[Stored entries]

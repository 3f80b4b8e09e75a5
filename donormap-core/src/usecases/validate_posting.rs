use donormap_entities::{
    donor::{BloodGroup, DonorPostingUpdate, NewDonorPosting, PostingDraft},
    geo::MapPoint,
};
use thiserror::Error;

use crate::{usecases::update_from_draft, util::validate};

#[derive(Debug, Clone, Copy, PartialEq, Eq, Error)]
pub enum PostingInvalidation {
    #[error("First name is required")]
    FirstName,
    #[error("Last name is required")]
    LastName,
    #[error("Email should be valid")]
    Email,
    #[error("Contact number should be valid")]
    ContactNumber,
    #[error("Invalid blood group, valid values are O-, O+, A-, A+, B-, B+, AB-, AB+")]
    BloodGroup,
    #[error("Address is required")]
    Address,
}

impl PostingInvalidation {
    /// The wire name of the offending form field.
    pub const fn field(&self) -> &'static str {
        match self {
            Self::FirstName => "firstName",
            Self::LastName => "lastName",
            Self::Email => "email",
            Self::ContactNumber => "contactNumber",
            Self::BloodGroup => "bloodGroup",
            Self::Address => "address",
        }
    }
}

/// Checks every field and reports all offending ones at once, so a form
/// can mark them simultaneously.
pub fn validate_draft(draft: &PostingDraft) -> Vec<PostingInvalidation> {
    let mut invalid = Vec::new();
    if draft.first_name.trim().is_empty() {
        invalid.push(PostingInvalidation::FirstName);
    }
    if draft.last_name.trim().is_empty() {
        invalid.push(PostingInvalidation::LastName);
    }
    if !validate::is_valid_email(&draft.email) {
        invalid.push(PostingInvalidation::Email);
    }
    if !validate::is_valid_contact_number(&draft.contact_number) {
        invalid.push(PostingInvalidation::ContactNumber);
    }
    if draft.blood_group.parse::<BloodGroup>().is_err() {
        invalid.push(PostingInvalidation::BloodGroup);
    }
    if draft.address.trim().is_empty() {
        invalid.push(PostingInvalidation::Address);
    }
    invalid
}

/// Merges a validated draft with the captured map position into a
/// creation payload.
pub fn new_posting_from_draft(
    draft: &PostingDraft,
    pos: MapPoint,
) -> Result<NewDonorPosting, Vec<PostingInvalidation>> {
    let DonorPostingUpdate {
        first_name,
        last_name,
        email,
        contact_number,
        blood_group,
        address,
    } = update_from_draft(draft)?;
    Ok(NewDonorPosting {
        pos,
        first_name,
        last_name,
        email,
        contact_number,
        blood_group,
        address,
    })
}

■ Action item:
Out of the records above, pull the lines that include the word "DonorPostingUpdate".

■ Final answer:
    donor::{BloodGroup, DonorPostingUpdate, NewDonorPosting, PostingDraft},
    let DonorPostingUpdate {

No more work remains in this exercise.